Unlocking Potential with Standardised Bioinformatics Pipelines

Bioinformaticians in the pursuit of best practices

The democratisation of Next Generation Sequencing technologies has made omics data more available than ever before. Bioinformaticians are now confronted with tackling the NGS data deluge in order to deliver actionable insights. Transforming raw data into impactful insights requires bioinformaticians to process omics data with bioinformatics pipelines. To date, however, no validated standards have been widely established by the bioinformatics community. The push towards standardised bioinformatics pipelines is critical for enhancing reproducibility and efficiency in research.

The integration of standardised bioinformatics pipelines in research can significantly enhance the reliability of results.

As with omics data, the landscape of bioinformatic tools and software is also evolving at a rapid pace, making it hard for bioinformaticians to keep up with the latest releases.
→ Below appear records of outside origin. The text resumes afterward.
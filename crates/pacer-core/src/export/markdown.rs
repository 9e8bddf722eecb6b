//! Printable markdown checklist.

use std::fmt::Write as _;

use super::{session_heading, session_timing, Artifact, Exporter, Format};
use crate::{
    error::Result,
    models::{format_intervals, ExportOptions, Plan},
};

const MEDIA_TYPE: &str = "text/markdown";

const NOTE_LINE: &str = "____________________________________";

pub struct MarkdownExporter;

impl Exporter for MarkdownExporter {
    fn format(&self) -> Format {
        Format::Markdown
    }

    fn render(&self, plan: &Plan, options: &ExportOptions) -> Result<Vec<Artifact>> {
        Ok(vec![Artifact::new(
            Format::Markdown.artifact_names()[0],
            MEDIA_TYPE,
            render_checklist(plan, options).into_bytes(),
        )])
    }
}

fn render_checklist(plan: &Plan, options: &ExportOptions) -> String {
    let labels = &plan.labels;
    let profile = &plan.profile;
    let mut out = String::new();

    if options.accessibility.any() {
        let _ = writeln!(out, "<!-- accessibility: {} -->", options.accessibility.describe());
    }
    let _ = writeln!(out, "# {}\n", labels.title);
    if let Some(name) = &profile.name {
        let _ = writeln!(out, "**{}:** {name}  ", labels.name);
    }
    let _ = writeln!(out, "**{}:** {}  ", labels.start_date, profile.start_date);
    if let Some(goal) = &profile.goal {
        let _ = writeln!(out, "**{}:** {goal}  ", labels.goal);
    }
    if let Some(link) = &options.share_link {
        let _ = writeln!(out, "<{link}>  ");
    }
    if let Some(advisory) = &options.advisory {
        let _ = writeln!(out, "\n> {advisory}");
    }

    for week in &plan.weeks {
        let _ = writeln!(out, "\n## {} {}\n", labels.week, week.week);
        for session in &week.sessions {
            let heading = session_heading(labels, session);
            if session.rest_day {
                let _ = writeln!(
                    out,
                    "- [ ] {heading}: {} ({})",
                    labels.rest_day, session.date
                );
                let _ = writeln!(out, "  - {}", session.instruction);
                let _ = writeln!(out, "  - {}", session.tip);
                continue;
            }
            let _ = writeln!(out, "- [ ] {heading}: {}", session_timing(session));
            let _ = writeln!(out, "  - {}", session.instruction);
            if !session.intervals.is_empty() {
                let _ = writeln!(out, "  - `{}`", format_intervals(&session.intervals));
            }
            let _ = writeln!(out, "  - {}", session.tip);
            let _ = writeln!(out, "  - {}", session.note);
            let _ = writeln!(out, "  - {}: {NOTE_LINE}", labels.notes);
        }
    }

    let _ = writeln!(out, "\n---\n");
    let _ = writeln!(out, "{}\n", labels.resources);
    let _ = writeln!(out, "*{}*", labels.disclaimer);
    if let Some(generated_at) = &options.generated_at {
        let _ = writeln!(out, "\nGenerated: {generated_at}");
    }
    out
}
However, some workflows are considered best practice in the field, as is the case with the GATK best practices workflow for standardising secondary NGS data analysis as defined by the Broad Institute, and Illumina’s DRAGEN the accelerated version of BWA/GATK that I extensively discussed in my previous blog post.

Although best practices are recommended for use of the GATK workflow, issues arise when the implementation is left in the hands of individual researchers, especially when it is customised to run in local environments, ultimately preventing interoperability, a central pillar of the FAIR (findable, accessible, interoperable, reusable) principle.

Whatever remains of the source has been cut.